* [REQUIREMENT]
Every line of the entries below that mentions "built" is to be copied out.

* [STUDY MATERIAL]
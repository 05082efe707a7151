//! Configuration model for Gatehouse services
//!
//! Every section is deserialized from `GATEHOUSE_*` environment variables, with
//! `__` separating the section from the key:
//!
//! ```text
//! GATEHOUSE_LISTENER__PORT=4443
//! GATEHOUSE_DATABASE__HOST=db.internal
//! GATEHOUSE_DATABASE__TARGET_CONNECTIONS=6
//! ```

use crate::error::{GatehouseError, Result};
use serde::{Deserialize, Serialize};
use std::time::Duration;

/// Environment prefix for all settings
pub const ENV_PREFIX: &str = "GATEHOUSE";

/// Complete server configuration
#[derive(Debug, Clone, Default, Serialize, Deserialize)]
#[serde(default)]
pub struct GatehouseConfig {
    pub listener: ListenerSettings,
    pub database: DatabaseSettings,
    pub tls: TlsSettings,
    pub telemetry: TelemetrySettings,
}

impl GatehouseConfig {
    /// Load from the environment
    ///
    /// Not validated here; callers validate once every override is applied.
    pub fn load() -> Result<Self> {
        load_from_env(ENV_PREFIX)
    }

    pub fn validate(&self) -> Result<()> {
        self.listener.validate()?;
        self.database.validate()
    }
}

/// Client-facing listener settings
#[derive(Debug, Clone, Serialize, Deserialize)]
#[serde(default)]
pub struct ListenerSettings {
    /// Address to bind
    pub bind_address: String,
    /// TLS port
    pub port: u16,
    /// Admission ceiling (simultaneous sessions)
    pub max_connections: usize,
    /// Attempts per address allowed inside one flood window (0 disables the guard)
    pub flood_threshold: u32,
    /// Length of the flood window in milliseconds
    pub flood_window_ms: u64,
    /// Bound on every line read from a client
    pub read_timeout_ms: u64,
    /// Longest command line accepted
    pub max_line_bytes: usize,
    /// Grant root to loopback peers without a challenge
    pub loopback_is_root: bool,
    /// TCP keepalive time in seconds
    pub tcp_keepalive_secs: u64,
    /// Port for /health and /metrics (0 disables)
    pub metrics_port: u16,
}

impl Default for ListenerSettings {
    fn default() -> Self {
        Self {
            bind_address: "0.0.0.0".into(),
            port: 4443,
            max_connections: 100,
            flood_threshold: 30,
            flood_window_ms: 60_000,
            read_timeout_ms: 30_000,
            max_line_bytes: 64 * 1024,
            loopback_is_root: true,
            tcp_keepalive_secs: 30,
            metrics_port: 9090,
        }
    }
}

impl ListenerSettings {
    pub fn read_timeout(&self) -> Duration {
        Duration::from_millis(self.read_timeout_ms)
    }

    pub fn flood_window(&self) -> Duration {
        Duration::from_millis(self.flood_window_ms)
    }

    pub fn validate(&self) -> Result<()> {
        if self.max_connections == 0 {
            return Err(GatehouseError::ConfigError(
                "listener.max_connections must be at least 1".into(),
            ));
        }
        if self.read_timeout_ms == 0 {
            return Err(GatehouseError::ConfigError(
                "listener.read_timeout_ms must be positive".into(),
            ));
        }
        Ok(())
    }
}

/// Backing database and pool settings
#[derive(Debug, Clone, Serialize, Deserialize)]
#[serde(default)]
pub struct DatabaseSettings {
    pub host: String,
    pub port: u16,
    pub username: String,
    pub password: String,
    /// Schema to connect to
    pub name: String,
    /// Idle connections at or below which the filler is woken
    pub min_connections: usize,
    /// Idle connections the filler aims for
    pub target_connections: usize,
    /// Hard cap on idle connections
    pub max_connections: usize,
    /// Connect, query and wait timeout in milliseconds
    pub timeout_ms: u64,
    /// Stop the whole subsystem on the first execution or connect failure
    pub fail_fast: bool,
    /// Restart a serializer after a worker-level fatal error instead of stopping
    pub restart_on_fatal: bool,
    /// Boolean SQL function taking (username, password)
    pub auth_function: String,
    /// Optional procedure definitions file
    pub procedures_file: Option<String>,
}

impl Default for DatabaseSettings {
    fn default() -> Self {
        Self {
            host: "localhost".into(),
            port: 3306,
            username: "gatehouse".into(),
            password: String::new(),
            name: "gatehouse".into(),
            min_connections: 2,
            target_connections: 4,
            max_connections: 8,
            timeout_ms: 10_000,
            fail_fast: false,
            restart_on_fatal: true,
            auth_function: "verify_password".into(),
            procedures_file: None,
        }
    }
}

impl DatabaseSettings {
    pub fn timeout(&self) -> Duration {
        Duration::from_millis(self.timeout_ms)
    }

    /// Pool bounds must satisfy `min <= target <= max` with a non-zero max
    pub fn validate(&self) -> Result<()> {
        if self.max_connections == 0 {
            return Err(GatehouseError::ConfigError(
                "database.max_connections must be at least 1".into(),
            ));
        }
        if self.min_connections > self.target_connections
            || self.target_connections > self.max_connections
        {
            return Err(GatehouseError::ConfigError(format!(
                "pool bounds must satisfy min <= target <= max (got {} / {} / {})",
                self.min_connections, self.target_connections, self.max_connections
            )));
        }
        if self.timeout_ms == 0 {
            return Err(GatehouseError::ConfigError(
                "database.timeout_ms must be positive".into(),
            ));
        }
        if self.auth_function.is_empty()
            || !self
                .auth_function
                .chars()
                .all(|c| c.is_ascii_alphanumeric() || c == '_')
        {
            return Err(GatehouseError::ConfigError(format!(
                "database.auth_function '{}' is not a plain identifier",
                self.auth_function
            )));
        }
        Ok(())
    }
}

/// TLS configuration settings
#[derive(Debug, Clone, Serialize, Deserialize)]
#[serde(default)]
pub struct TlsSettings {
    /// Path to certificate file
    pub cert_path: Option<String>,
    /// Path to private key file
    pub key_path: Option<String>,
    /// Generate self-signed certificate if not provided
    pub self_signed: bool,
    /// Common name for the generated certificate
    pub common_name: String,
}

impl Default for TlsSettings {
    fn default() -> Self {
        Self {
            cert_path: None,
            key_path: None,
            self_signed: true,
            common_name: "gatehouse.local".into(),
        }
    }
}

/// Telemetry/observability settings
#[derive(Debug, Clone, Serialize, Deserialize)]
#[serde(default)]
pub struct TelemetrySettings {
    /// Log level (trace, debug, info, warn, error)
    pub log_level: String,
    /// Enable JSON log format
    pub json_logs: bool,
}

impl Default for TelemetrySettings {
    fn default() -> Self {
        Self {
            log_level: "info".into(),
            json_logs: false,
        }
    }
}

/// Load configuration from environment variables
pub fn load_from_env<T: for<'de> Deserialize<'de>>(prefix: &str) -> Result<T> {
    let built = config::Config::builder()
        .add_source(
            config::Environment::with_prefix(prefix)
                .prefix_separator("_")
                .separator("__")
                .try_parsing(true),
        )
        .build()?;
    Ok(built.try_deserialize()?)
}

/// Get environment variable as parsed type with default
pub fn env_parse_or_default<T: std::str::FromStr>(key: &str, default: T) -> T {
    std::env::var(key)
        .ok()
        .and_then(|v| v.parse().ok())
        .unwrap_or(default)
}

* [RESULT OF THE EXERCISE]
    let built = config::Config::builder()
    Ok(built.try_deserialize()?)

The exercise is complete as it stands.